= Beginning of Section =
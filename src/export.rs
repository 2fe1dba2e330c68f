//! Interchange file exporter.
//!
//! ## Format (bit-exact)
//!
//! - UTF-8 with a leading byte-order mark.
//! - Header row exactly `timestamp,source,type,user,host,short,full`.
//! - One record per line, every field quoted; embedded quotes doubled,
//!   embedded newlines preserved inside quotes.
//! - Timestamps as `YYYY-MM-DDTHH:MM:SS.mmmZ`.
//!
//! Export is all-or-nothing: a mid-stream write failure surfaces as an
//! error and the destination must be treated as invalid by the caller;
//! the kernel makes no rollback attempt.
//!
//! The reader exists so the exact format is verifiable end to end; it
//! is also what downstream tooling tests parse with.

use std::fs::File;
use std::io::{self, BufReader, BufWriter, Read, Write};
use std::path::Path;

use chrono::{DateTime, Utc};
use csv::{QuoteStyle, ReaderBuilder, WriterBuilder};

use crate::types::{format_timestamp, parse_timestamp, CanonicalEvent, Provenance};

/// Exact header row of the interchange file.
pub const INTERCHANGE_HEADER: &str = "timestamp,source,type,user,host,short,full";

/// UTF-8 byte-order mark.
const BOM: [u8; 3] = [0xEF, 0xBB, 0xBF];

/// Error raised by interchange serialization.
#[derive(Debug, thiserror::Error)]
pub enum ExportError {
    /// Destination cannot be written or source cannot be read.
    #[error("interchange I/O error: {0}")]
    Io(#[from] io::Error),
    /// Record-level serialization failure.
    #[error("interchange record error: {0}")]
    Csv(#[from] csv::Error),
    /// Input does not conform to the interchange format.
    #[error("malformed interchange file: {0}")]
    Malformed(String),
}

/// One parsed interchange row.
///
/// Carries every exported field; the sequence id is a session-internal
/// tie-break and is not part of the interchange format.
#[derive(Debug, Clone, PartialEq, Eq)]
pub struct InterchangeRow {
    /// Parsed `timestamp` column.
    pub timestamp: DateTime<Utc>,
    /// Parsed `source` column.
    pub source: Provenance,
    /// `type` column.
    pub event_kind: String,
    /// `user` column.
    pub user: String,
    /// `host` column.
    pub host: String,
    /// `short` column.
    pub description: String,
    /// `full` column.
    pub details: String,
}

impl InterchangeRow {
    /// The row a given event exports to.
    pub fn from_event(event: &CanonicalEvent) -> Self {
        Self {
            timestamp: event.timestamp,
            source: event.source,
            event_kind: event.event_kind.clone(),
            user: event.user.clone(),
            host: event.host.clone(),
            description: event.description.clone(),
            details: event.details.clone(),
        }
    }
}

/// Write the full ordered event set to `writer` in interchange format.
pub fn write_interchange<W: Write>(events: &[CanonicalEvent], mut writer: W) -> Result<(), ExportError> {
    writer.write_all(&BOM)?;
    writer.write_all(INTERCHANGE_HEADER.as_bytes())?;
    writer.write_all(b"\n")?;

    let mut records = WriterBuilder::new()
        .quote_style(QuoteStyle::Always)
        .has_headers(false)
        .from_writer(writer);

    for event in events {
        records.write_record([
            format_timestamp(&event.timestamp).as_str(),
            event.source.as_str(),
            event.event_kind.as_str(),
            event.user.as_str(),
            event.host.as_str(),
            event.description.as_str(),
            event.details.as_str(),
        ])?;
    }
    records.flush()?;
    Ok(())
}

/// Write the interchange file to a filesystem path.
pub fn write_interchange_to_path(
    events: &[CanonicalEvent],
    path: impl AsRef<Path>,
) -> Result<(), ExportError> {
    let file = File::create(path)?;
    let mut writer = BufWriter::new(file);
    write_interchange(events, &mut writer)?;
    writer.flush()?;
    Ok(())
}

/// Parse an interchange file back into rows.
pub fn read_interchange<R: Read>(reader: R) -> Result<Vec<InterchangeRow>, ExportError> {
    let mut reader = BufReader::new(reader);

    let mut bom = [0u8; 3];
    reader
        .read_exact(&mut bom)
        .map_err(|_| ExportError::Malformed("file shorter than a byte-order mark".to_string()))?;
    if bom != BOM {
        return Err(ExportError::Malformed("missing UTF-8 byte-order mark".to_string()));
    }

    let mut records = ReaderBuilder::new().has_headers(true).from_reader(reader);

    {
        let header = records
            .headers()
            .map_err(|e| ExportError::Malformed(format!("unreadable header: {e}")))?;
        let expected: Vec<&str> = INTERCHANGE_HEADER.split(',').collect();
        if header.iter().collect::<Vec<_>>() != expected {
            return Err(ExportError::Malformed(format!(
                "unexpected header row: {header:?}"
            )));
        }
    }

    let mut rows = Vec::new();
    for (index, record) in records.records().enumerate() {
        let record = record?;
        if record.len() != 7 {
            return Err(ExportError::Malformed(format!(
                "row {index}: expected 7 columns, found {}",
                record.len()
            )));
        }
        let timestamp = parse_timestamp(&record[0]).ok_or_else(|| {
            ExportError::Malformed(format!("row {index}: bad timestamp {:?}", &record[0]))
        })?;
        let source = Provenance::from_str(&record[1]).ok_or_else(|| {
            ExportError::Malformed(format!("row {index}: unknown source {:?}", &record[1]))
        })?;
        rows.push(InterchangeRow {
            timestamp,
            source,
            event_kind: record[2].to_string(),
            user: record[3].to_string(),
            host: record[4].to_string(),
            description: record[5].to_string(),
            details: record[6].to_string(),
        });
    }
    Ok(rows)
}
= End of Section =
__The problem__
Word for word, restate the lines of the data above that fall between the line holding "end to end; it" and the line holding "is a session-internal", inclusive, and no other lines.

__Your response__
//! The reader exists so the exact format is verifiable end to end; it
//! is also what downstream tooling tests parse with.

use std::fs::File;
use std::io::{self, BufReader, BufWriter, Read, Write};
use std::path::Path;

use chrono::{DateTime, Utc};
use csv::{QuoteStyle, ReaderBuilder, WriterBuilder};

use crate::types::{format_timestamp, parse_timestamp, CanonicalEvent, Provenance};

/// Exact header row of the interchange file.
pub const INTERCHANGE_HEADER: &str = "timestamp,source,type,user,host,short,full";

/// UTF-8 byte-order mark.
const BOM: [u8; 3] = [0xEF, 0xBB, 0xBF];

/// Error raised by interchange serialization.
#[derive(Debug, thiserror::Error)]
pub enum ExportError {
    /// Destination cannot be written or source cannot be read.
    #[error("interchange I/O error: {0}")]
    Io(#[from] io::Error),
    /// Record-level serialization failure.
    #[error("interchange record error: {0}")]
    Csv(#[from] csv::Error),
    /// Input does not conform to the interchange format.
    #[error("malformed interchange file: {0}")]
    Malformed(String),
}

/// One parsed interchange row.
///
/// Carries every exported field; the sequence id is a session-internal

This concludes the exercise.